Still, lest any of you think that I'm suddenly taking Sarcastro's side against myself, I also respect that not everyone will see the motion towards a vast "us" as positive (since it does come at a loss, which we can acknowledge, I think) and that, for them, that loss is too great.


That's Aunt B., talking about the obligations we owe ourselves.

But I think programs like Affirmative Action are imperfect ways of trying to acknowledge an unpaid debt.


So, the comments go back and forth about AA, and assimilation. Multiculturalism means different things to different people, and essentially the argument seems to be about the level of assimilation required to call ones self an American.

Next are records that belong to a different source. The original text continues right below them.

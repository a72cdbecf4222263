//! Event Proxy Endpoint
//!
//! Window-side counterpart of the redirect router. A window opened by a
//! redirect exposes the `send` function, receives the forwarded event and
//! answers it as if the platform had delivered it directly.

use std::future::Future;
use std::sync::Arc;

use async_trait::async_trait;
use parking_lot::Mutex;
use serde_json::Value;
use tokio::sync::oneshot;
use tracing::{debug, info};

use crate::config::{HandlerConfig, DEFAULT_PROXY_SERVICE, SEND_FUNCTION};
use crate::domain::{CredentialEvent, CredentialReply, HookError, RpcError};
use crate::ports::outbound::{RemoteService, RpcServer};

type ProxyReply = Result<CredentialReply, HookError>;

/// Event forwarded into a window, with its reply capability.
#[derive(Debug)]
pub struct ProxiedCredentialEvent {
    /// Event exactly as the handler received it.
    pub event: CredentialEvent,
    responder: oneshot::Sender<ProxyReply>,
}

impl ProxiedCredentialEvent {
    /// Await `reply` and send it back to the opener.
    ///
    /// Returns `false` if the opener is no longer waiting.
    pub async fn respond_with<F>(self, reply: F) -> bool
    where
        F: Future<Output = ProxyReply>,
    {
        let outcome = reply.await;
        self.responder.send(outcome).is_ok()
    }
}

/// The `send` function. Delivers only the first event.
struct SendService {
    service: String,
    events: Mutex<Option<oneshot::Sender<ProxiedCredentialEvent>>>,
}

#[async_trait]
impl RemoteService for SendService {
    async fn invoke(&self, function: &str, args: Value) -> Result<Value, RpcError> {
        if function != SEND_FUNCTION {
            return Err(RpcError::UnknownFunction {
                service: self.service.clone(),
                function: function.to_string(),
            });
        }

        let event: CredentialEvent =
            serde_json::from_value(args).map_err(|e| RpcError::Codec(e.to_string()))?;

        let Some(events) = self.events.lock().take() else {
            return Err(RpcError::Remote(
                "credential event already delivered".to_string(),
            ));
        };

        let (responder, reply) = oneshot::channel();
        debug!(event_type = %event.event_type, "[ch] Proxied event received");
        events
            .send(ProxiedCredentialEvent { event, responder })
            .map_err(|_| RpcError::ChannelClosed("window stopped listening".to_string()))?;

        match reply.await {
            Ok(Ok(reply)) => Ok(reply.into_value()),
            Ok(Err(e)) => Err(RpcError::Remote(e.to_string())),
            Err(_) => Err(RpcError::ChannelClosed(
                "window dropped the event without replying".to_string(),
            )),
        }
    }
}

/// Receives one credential event inside a redirect window.
pub struct CredentialEventProxy {
    server: Arc<dyn RpcServer>,
    service_name: String,
}

impl CredentialEventProxy {
    /// Endpoint on the window's RPC server.
    pub fn new(server: Arc<dyn RpcServer>) -> Self {
        Self {
            server,
            service_name: DEFAULT_PROXY_SERVICE.to_string(),
        }
    }

    /// Expose the endpoint under a different service name.
    pub fn with_service_name(mut self, name: impl Into<String>) -> Self {
        self.service_name = name.into();
        self
    }

    /// Expose `send`, connect, and wait for the opener to forward an event.
    pub async fn receive(self) -> Result<ProxiedCredentialEvent, RpcError> {
        let (events, received) = oneshot::channel();
        let service = SendService {
            service: self.service_name.clone(),
            events: Mutex::new(Some(events)),
        };

        self.server.define(&self.service_name, Arc::new(service));
        self.server.connect().await?;
        info!(service = %self.service_name, "[ch] Event proxy listening");

        received
            .await
            .map_err(|_| RpcError::ChannelClosed("opener never sent an event".to_string()))
    }
}

/// Receive the credential event forwarded into this window.
pub async fn receive_credential_event(
    server: Arc<dyn RpcServer>,
) -> Result<ProxiedCredentialEvent, RpcError> {
    CredentialEventProxy::new(server).receive().await
}

/// Like `receive_credential_event`, exposing the service name the opener
/// was configured with.
pub async fn receive_credential_event_with(
    server: Arc<dyn RpcServer>,
    config: &HandlerConfig,
) -> Result<ProxiedCredentialEvent, RpcError> {
    CredentialEventProxy::new(server)
        .with_service_name(config.proxy_service_name.as_str())
        .receive()
        .await
}
//! # Credential Runtime Library
//!
//! Exposes the runtime wiring for tests. The entry point is the `main.rs`
//! binary.
//!
//! ## Modules
//!
//! - `config` - runtime configuration from the environment
//! - `metrics` - Prometheus-backed metrics recorder
//! - `runtime` - service wiring and demo flow
//! - `wallet` - demo hooks and wallet window application

#![warn(missing_docs)]

pub mod config;
pub mod metrics;
pub mod runtime;
pub mod wallet;

pub use config::RuntimeConfig;
pub use metrics::PrometheusMetrics;
pub use runtime::CredentialRuntime;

On one end of the spectrum exist those who believe that they are an American solely because they live here. All other cultural identifiers--food, language, religion, personal appearance--can be retained from the Old Country without affecting their rights as citizens. I grew up around the Amish, so I'm going to use them as my reference for this end of the spectrum.

At the other end of the spectrum exist those who believe Americanism should be its own culture, and one cannot truly be American without sublimating all other cultural identifiers. Learn to like hot dogs, speak English, keep your religion quiet and wear clothes from the Gap. Only then can you be One Of Us.

Both ends of the spectrum are irritating. As much as I respect the Amish on one level, it's easy to understand the irritation they cause. They seem to enjoy the fruits of the freedom of this country without participating in the whole of America. They speak primarily German at home, don't vote, they don't fight in wars and they don't send their kids to our schools. Like the much villified illegal immigrants, many of the Amish work for non-union wages and are paid under the table.

Likewise, the hyper Americans are just as irritating in their bland homogeneous nature. I look at Vanilla America and have no interest in them. What is that culture but a bizarre text-message mangling of English, endless strip malls and Velveeta cheese?

In between the two you have all types...English-speaking businessmen who go home to celebrate Pesach in Hebrew, Black women in stylised Dashikis shopping at K-Mart.

This is why America is dangerous. Because the beauty of the American idea is to say that these other things--language, skin colour, religion--don't matter. You are a free person, and this is the place where it is safe for you to be free. There are no outlawed tunes. There are no outlawed pipes. The only thing required to be American is a belief in freedom of the individual. I hear much from those who believe that multiculturalism will lead to Dhimmitude. Yet it seems to me that when we insist that all cultures sublimate themselves to Americanism that we have established our own dhimmitude of perverse blandness.

Yes. There is an "us". It's all the people that believe all are created equal. It's all the people who wish to live free. If you cast your lot here, then you are an "us." Speak what you want, wear what you want, pray to your gods. Because it is precisely those exercises of freedom that make you most American. But remember. The rest of us are free, too. We owe your gods no allegiance, we are under no sufferance to speak your tongue.

6 Comments:

At 2:00 PM, May 09, 2006, Blogger GSM in London said...

Interesting expression. Thanks!

 
At 2:07 PM, May 09, 2006, Blogger Pink Kitty said...

That's beautiful, Kat. And true.

 
At 7:08 AM, May 10, 2006, Blogger W said...

I find myself vaguely insulted by your list of characteristics of Americans (eat hot dogs, wear clothes from the Gap, keep your religion quiet). But I can't think of anything.

 
At 7:23 AM, May 11, 2006, Blogger W said...

Welll, that last sentence was supposed to be 'I can't think of anything better'.

 
At 10:40 AM, May 11, 2006, Blogger Kat Coble said...

Aha! Makes more sense now.

Wasn't sure that's what you meant. But it was what I meant, because I couldn't think of anything better, either. ;-0

Casey, I learned from your post....

 
At 8:38 PM, May 12, 2006, Blogger Exador said...

My ideal American melting pot is that we are like a family. My sister and I see eye to eye on almost nothing. I will call her all sorts of bad names, as she will me. But woe be to the outsider that calls her the same names I do. That's how America should be: we all fight and hate each other until an outsider attacks us, then we forget the petty stuff and band together.